The problem with that is both of these venues having guest capacity in the hundreds. Not only that, but these offerings are going to be serving food and drinks, which means the average duration of visit will be at least 30 minutes. Even if Walt Disney World pulls an Oga’s Cantina and pushes people in and out as quickly as possible (the recipe for a relaxed and enjoyable experience!), there is going to be a big supply-demand mismatch.

It just will not be possible for Brown Derby and Hollywood Tower Hotel to accommodate everyone who wants to experience them. The capacity for Disney Jollywood Nights would need to be like 2,000 guests for that, in which case the cost of tickets would be $1,590 instead of $159. There’s no way to make the math work.

That’s precisely why Walt Disney World has added the “limited-capacity” asterisk to both. That’s code for we’re not promising that you’ll be able to experience this–in fact, you probably won’t!

As for how Walt Disney World will manage that limited capacity, it’s anyone’s guess. Some of you will groan at this, but a virtual queue is unquestionably the least-bad option. The other actual alternatives are making people wait in line–wasting valuable hours of the event–or making those lounges separately-ticketed upcharges.

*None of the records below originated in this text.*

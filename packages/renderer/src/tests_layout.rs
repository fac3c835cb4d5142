//! Layout resolution tests: flex distribution, narrow-viewport override,
//! column partitioning.

use crate::layout::*;
use pegboard_model::{Node, NodeKind};

fn child(id: &str, width: Option<f64>) -> Node {
    let mut node = Node::new(NodeKind::RowGroup, id);
    node.style.width = width;
    node
}

#[test]
fn test_flex_distribution_fills_remaining_width() {
    // Two fixed children (100, 150) under a 500-wide parent leave 250 for
    // the one flexible child.
    let a = child("a", Some(100.0));
    let b = child("b", Some(150.0));
    let c = child("c", None);
    let children = vec![&a, &b, &c];

    let widths = distribute_row(&children, 500.0, Viewport::Wide);
    assert_eq!(
        widths,
        vec![Width::Fixed(100.0), Width::Fixed(150.0), Width::Share(250.0)]
    );
}

#[test]
fn test_flexible_children_share_equally() {
    let a = child("a", None);
    let b = child("b", None);
    let widths = distribute_row(&[&a, &b], 600.0, Viewport::Wide);
    assert_eq!(widths, vec![Width::Share(300.0), Width::Share(300.0)]);
}

#[test]
fn test_overcommitted_row_clamps_share_at_zero() {
    let a = child("a", Some(900.0));
    let b = child("b", None);
    let widths = distribute_row(&[&a, &b], 500.0, Viewport::Wide);
    assert_eq!(widths[1], Width::Share(0.0));
}

#[test]
fn test_narrow_viewport_forces_full_width() {
    let a = child("a", Some(100.0));
    let b = child("b", None);
    let widths = distribute_row(&[&a, &b], 500.0, Viewport::Narrow);
    assert_eq!(widths, vec![Width::Fill, Width::Fill]);
}

#[test]
fn test_full_block_takes_whole_row() {
    let block = Node::new(NodeKind::FullBlock, "block");
    let side = child("side", None);
    let widths = distribute_row(&[&block, &side], 400.0, Viewport::Wide);
    assert_eq!(widths[0], Width::Fill);
    // The full block does not eat into the flexible pool.
    assert_eq!(widths[1], Width::Share(400.0));
}

#[test]
fn test_kind_default_widths() {
    let image = Node::new(NodeKind::Image, "img");
    assert_eq!(declared_width(&image), Some(300.0));

    let form = Node::new(NodeKind::Form, "form");
    assert_eq!(declared_width(&form), Some(600.0));

    let mut sized = Node::new(NodeKind::Image, "sized");
    sized.style.width = Some(120.0);
    assert_eq!(declared_width(&sized), Some(120.0));

    assert_eq!(declared_width(&Node::new(NodeKind::Text, "t")), None);
}

#[test]
fn test_row_cells_without_columns() {
    let mut row = Node::new(NodeKind::RowGroup, "row");
    row.children.push(Node::new(NodeKind::Text, "a"));
    row.children.push(Node::new(NodeKind::Text, "b"));

    let cells = row_cells(&row);
    assert_eq!(cells.len(), 2);
    assert!(matches!(cells[0], RowCell::Single(node) if node.id == "a"));
}

#[test]
fn test_row_cells_partition_by_group_key() {
    let mut row = Node::new(NodeKind::RowGroup, "row");
    row.columns = Some(2);
    for (id, key) in [
        ("a", Some("col-2")),
        ("b", Some("col-1")),
        ("c", Some("col-2")),
    ] {
        let mut node = Node::new(NodeKind::Text, id);
        node.group_key = key.map(str::to_string);
        row.children.push(node);
    }

    let cells = row_cells(&row);
    assert_eq!(cells.len(), 2);
    match (&cells[0], &cells[1]) {
        (
            RowCell::Column { key: k1, members: m1 },
            RowCell::Column { key: k2, members: m2 },
        ) => {
            assert_eq!(k1, "col-1");
            assert_eq!(m1.iter().map(|n| n.id.as_str()).collect::<Vec<_>>(), ["b"]);
            assert_eq!(k2, "col-2");
            // Column order is by key, member order is document order.
            assert_eq!(
                m2.iter().map(|n| n.id.as_str()).collect::<Vec<_>>(),
                ["a", "c"]
            );
        }
        other => panic!("expected two columns, got {other:?}"),
    }
}

#[test]
fn test_unrecognized_group_key_stays_ungrouped() {
    let mut row = Node::new(NodeKind::RowGroup, "row");
    row.columns = Some(2);
    let mut stray = Node::new(NodeKind::Text, "stray");
    stray.group_key = Some("col-9".to_string());
    row.children.push(stray);
    row.children.push(Node::new(NodeKind::Text, "untagged"));

    let cells = row_cells(&row);
    // Two (empty) declared columns, then the ungrouped children in order.
    assert_eq!(cells.len(), 4);
    assert!(matches!(&cells[0], RowCell::Column { members, .. } if members.is_empty()));
    assert!(matches!(cells[2], RowCell::Single(node) if node.id == "stray"));
    assert!(matches!(cells[3], RowCell::Single(node) if node.id == "untagged"));
}

#[test]
fn test_columns_share_row_width() {
    let mut row = Node::new(NodeKind::RowGroup, "row");
    row.columns = Some(2);
    let cells = row_cells(&row);
    let widths = distribute_cells(&cells, 800.0, Viewport::Wide);
    assert_eq!(widths, vec![Width::Share(400.0), Width::Share(400.0)]);
}

#[test]
fn test_inner_width_subtracts_padding() {
    let mut node = Node::new(NodeKind::RowGroup, "row");
    node.style.padding = Some(20.0);
    assert_eq!(inner_width(&node.style, 500.0), 460.0);

    node.style.padding_left = Some(10.0);
    // Explicit side wins over the shorthand for that side.
    assert_eq!(inner_width(&node.style, 500.0), 470.0);

    assert_eq!(inner_width(&Node::new(NodeKind::Text, "t").style, 300.0), 300.0);
}

#[test]
fn test_width_px_resolution() {
    assert_eq!(Width::Fixed(120.0).px(500.0), 120.0);
    assert_eq!(Width::Share(250.0).px(500.0), 250.0);
    assert_eq!(Width::Fill.px(500.0), 500.0);
}

#[test]
fn test_geometry_stacking() {
    let row = Node::new(NodeKind::RowGroup, "row");
    assert!(!geometry(&row, Width::Fill, Viewport::Wide).stacked);
    assert!(geometry(&row, Width::Fill, Viewport::Narrow).stacked);

    let block = Node::new(NodeKind::FullBlock, "block");
    assert!(geometry(&block, Width::Fill, Viewport::Wide).stacked);
}
use thiserror::Error;

#[derive(Error, Debug)]
pub enum StoreError {
    #[error("IO error: {0}")]
    Io(#[from] std::io::Error),

    #[error("JSON error: {0}")]
    Json(#[from] serde_json::Error),

    #[error("page not found: {0}")]
    PageNotFound(String),

    #[error("submission rejected: {0}")]
    SubmissionRejected(String),
}
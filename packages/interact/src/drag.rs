use pegboard_model::{Node, NodeKind};
use serde::{Deserialize, Serialize};

/// What is being dragged.
///
/// A palette entry represents a node *kind*; entries for pre-composed
/// templates (a multi-column group) additionally carry the pre-built
/// subtree to insert. An existing node is dragged by id and moves with its
/// whole subtree.
#[derive(Debug, Clone, Serialize, Deserialize, PartialEq)]
pub enum DragSource {
    Palette {
        kind: NodeKind,
        /// Pre-built subtree for template entries; minted fresh per gesture.
        template: Option<Node>,
    },
    Existing {
        node_id: String,
    },
}

impl DragSource {
    pub fn palette(kind: NodeKind) -> Self {
        DragSource::Palette {
            kind,
            template: None,
        }
    }

    pub fn template(node: Node) -> Self {
        DragSource::Palette {
            kind: node.kind.clone(),
            template: Some(node),
        }
    }

    pub fn existing(node_id: impl Into<String>) -> Self {
        DragSource::Existing {
            node_id: node_id.into(),
        }
    }
}
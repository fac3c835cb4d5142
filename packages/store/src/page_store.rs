use crate::{detach_inline_assets, AssetSink, StoreError};
use pegboard_common::{FileSystem, RealFileSystem};
use pegboard_model::Page;
use serde::{Deserialize, Serialize};
use std::cell::RefCell;
use std::collections::HashMap;
use std::path::PathBuf;
use tracing::info;

/// Listing entry for a stored page.
#[derive(Debug, Clone, PartialEq, Serialize, Deserialize)]
pub struct PageMeta {
    pub name: String,
    #[serde(rename = "url")]
    pub slug: String,
}

/// Durable owner of pages. The editing session owns a page only until it is
/// committed here; at most one outstanding save per page is the calling
/// screen's discipline, not enforced by this trait.
pub trait PageStore {
    fn load(&self, slug: &str) -> Result<Option<Page>, StoreError>;
    fn save(&self, page: &Page) -> Result<(), StoreError>;
    fn list(&self) -> Result<Vec<PageMeta>, StoreError>;
}

/// In-memory store for tests and previews.
#[derive(Default)]
pub struct MemoryStore {
    pages: RefCell<HashMap<String, Page>>,
}

impl MemoryStore {
    pub fn new() -> Self {
        Self::default()
    }
}

impl PageStore for MemoryStore {
    fn load(&self, slug: &str) -> Result<Option<Page>, StoreError> {
        Ok(self.pages.borrow().get(slug).cloned())
    }

    fn save(&self, page: &Page) -> Result<(), StoreError> {
        self.pages
            .borrow_mut()
            .insert(page.slug.clone(), page.clone());
        Ok(())
    }

    fn list(&self) -> Result<Vec<PageMeta>, StoreError> {
        let mut pages: Vec<PageMeta> = self
            .pages
            .borrow()
            .values()
            .map(|page| PageMeta {
                name: page.name.clone(),
                slug: page.slug.clone(),
            })
            .collect();
        pages.sort_by(|a, b| a.slug.cmp(&b.slug));
        Ok(pages)
    }
}

/// Directory-backed store: one JSON document per page under `pages/`,
/// detached assets under `assets/`.
pub struct DirStore {
    root: PathBuf,
    fs: Box<dyn FileSystem>,
}

impl DirStore {
    pub fn new(root: impl Into<PathBuf>) -> Self {
        Self::with_filesystem(root, Box::new(RealFileSystem))
    }

    pub fn with_filesystem(root: impl Into<PathBuf>, fs: Box<dyn FileSystem>) -> Self {
        Self {
            root: root.into(),
            fs,
        }
    }

    fn page_path(&self, slug: &str) -> PathBuf {
        self.root.join("pages").join(format!("{slug}.json"))
    }

    fn asset_path(&self, name: &str) -> PathBuf {
        self.root.join("assets").join(name)
    }
}

impl PageStore for DirStore {
    fn load(&self, slug: &str) -> Result<Option<Page>, StoreError> {
        let path = self.page_path(slug);
        if !self.fs.exists(&path) {
            return Ok(None);
        }
        let raw = self.fs.read_to_string(&path)?;
        let page = serde_json::from_str(&raw)?;
        info!(slug, "loaded page");
        Ok(Some(page))
    }

    fn save(&self, page: &Page) -> Result<(), StoreError> {
        // Inline image payloads become stable references before anything
        // touches disk, so a stored document never embeds raw asset bytes.
        let detached = detach_inline_assets(page, self)?;
        let raw = serde_json::to_string_pretty(&detached)?;
        self.fs.write(&self.page_path(&detached.slug), &raw)?;
        info!(slug = %detached.slug, "saved page");
        Ok(())
    }

    fn list(&self) -> Result<Vec<PageMeta>, StoreError> {
        let dir = self.root.join("pages");
        if !self.fs.exists(&dir) {
            return Ok(Vec::new());
        }
        let mut pages = Vec::new();
        for path in self.fs.list_dir(&dir)? {
            if path.extension().and_then(|e| e.to_str()) != Some("json") {
                continue;
            }
            let raw = self.fs.read_to_string(&path)?;
            let page: Page = serde_json::from_str(&raw)?;
            pages.push(PageMeta {
                name: page.name,
                slug: page.slug,
            });
        }
        pages.sort_by(|a, b| a.slug.cmp(&b.slug));
        Ok(pages)
    }
}

impl AssetSink for DirStore {
    fn store_inline(&self, payload: &str) -> Result<String, StoreError> {
        let name = format!(
            "{}.{}",
            crate::assets::content_hash(payload),
            extension_for(payload)
        );
        self.fs.write(&self.asset_path(&name), payload)?;
        Ok(format!("/assets/{name}"))
    }
}

/// File extension from a `data:image/<ext>;...` payload header.
fn extension_for(payload: &str) -> &str {
    payload
        .strip_prefix("data:image/")
        .and_then(|rest| rest.split(&[';', ','][..]).next())
        .filter(|ext| !ext.is_empty())
        .unwrap_or("bin")
}
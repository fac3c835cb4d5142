//! # Pegboard Engine
//!
//! Pure mutations over the composition tree.
//!
//! ## Architecture
//!
//! ```text
//! ┌─────────────────────────────────────────────┐
//! │ model: Node / Page / id generation          │
//! └─────────────────────────────────────────────┘
//!                     ↓
//! ┌─────────────────────────────────────────────┐
//! │ engine: tree mutations + editing session    │
//! │  - insert / update / remove / duplicate     │
//! │  - every operation returns a NEW tree       │
//! │  - missing targets are silent no-ops        │
//! │  - PageSession swaps versions atomically    │
//! └─────────────────────────────────────────────┘
//!                     ↓
//! ┌─────────────────────────────────────────────┐
//! │ renderer: tree → VDOM → HTML                │
//! └─────────────────────────────────────────────┘
//! ```
//!
//! ## Core Principles
//!
//! 1. **Total operations**: no mutation throws; a stale or hostile UI event
//!    can never crash the session
//! 2. **Copy-on-write**: a render pass never observes a tree mid-mutation
//! 3. **Structural constraints live here**: a `Form` only admits field
//!    leaves, and the type system alone does not enforce that
//!
//! ## Usage
//!
//! ```rust
//! use pegboard_engine::{Mutation, PageSession};
//! use pegboard_model::{NodeKind, Page};
//!
//! let mut session = PageSession::new(Page::new("Landing"));
//! let row = session.mint_node(NodeKind::RowGroup);
//! session.apply(Mutation::Insert {
//!     node: row,
//!     parent_id: None,
//!     column_key: None,
//! });
//! assert_eq!(session.page().nodes.len(), 1);
//! ```

mod mutations;
mod patch;
mod session;

pub use mutations::{duplicate, insert, remove, update, Mutation};
pub use patch::NodePatch;
pub use session::PageSession;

Upchargeception? – One of my first thoughts when reading the press release was that someone at Walt Disney World wanted a hard ticket event aimed at free-spending guests with the potential for even more per guest spending within the event. As if the per caps number just wasn’t high enough at Mickey’s Very Merry Christmas Party!

The press release emphasizes “sensational sweets,” “savory snacks,” and “shimmering sips.” All of which, conveniently, are “available for purchase” at the event. Although live music and entertainment will be present, there’s a reasonable chance that the Latin street fair, jazz lounge in Hollywood Brown Derby, and otherworldly soirée at the Hollywood Tower Hotel all revolve around purchasing food and beverage.

Not only that, but (again) we don’t yet know how the latter two will operate, and whether they’ll require additional spending–either as upcharge-within-upcharge or food & drink minimums–to access. Then there are also extras for D23 Members, and it’s completely unclear whether those will cost more or not. (Even if not, D23 has a paywall.)

Virtual Queue – Star Wars: Rise of the Resistance will use a virtual queue during Disney Jollywood Nights. I have a bunch of possible theories as to why, a few of which are actually innocent or innocuous explanations.

Motivations don’t really matter, as the end result is the same. Moving Star Wars: Rise of the Resistance back to a virtual queue means that attraction’s physical queue won’t be absorbing crowds. Moreover, it means attendees presumably will not be able to experience it more than once, and will instead by contributing to lines elsewhere as a result. At an event where capacity constraints are the biggest concern, that’s a curious decision.

Long Lines for Characters – The obvious outcome of Disney Jollywood Nights not offering enough to do and the event otherwise not being aimed at families is going to be long lines for characters. We’ve seen this movie before, and that is exactly how it ends.

It would be a big mistake to assume that since Phineas and Ferb haven’t been “a thing” in a while, their meet & greet won’t be that busy. Maybe you’re right and it won’t–but that would probably require Disney flooding the park with other rare characters and not advertising them in advance. Absent that, our past experience with this type of event and the confluence of circumstances say to us that Phineas and Ferb will have at least an hour-long wait. (Other waits won’t be much better if the characters have special costumes.)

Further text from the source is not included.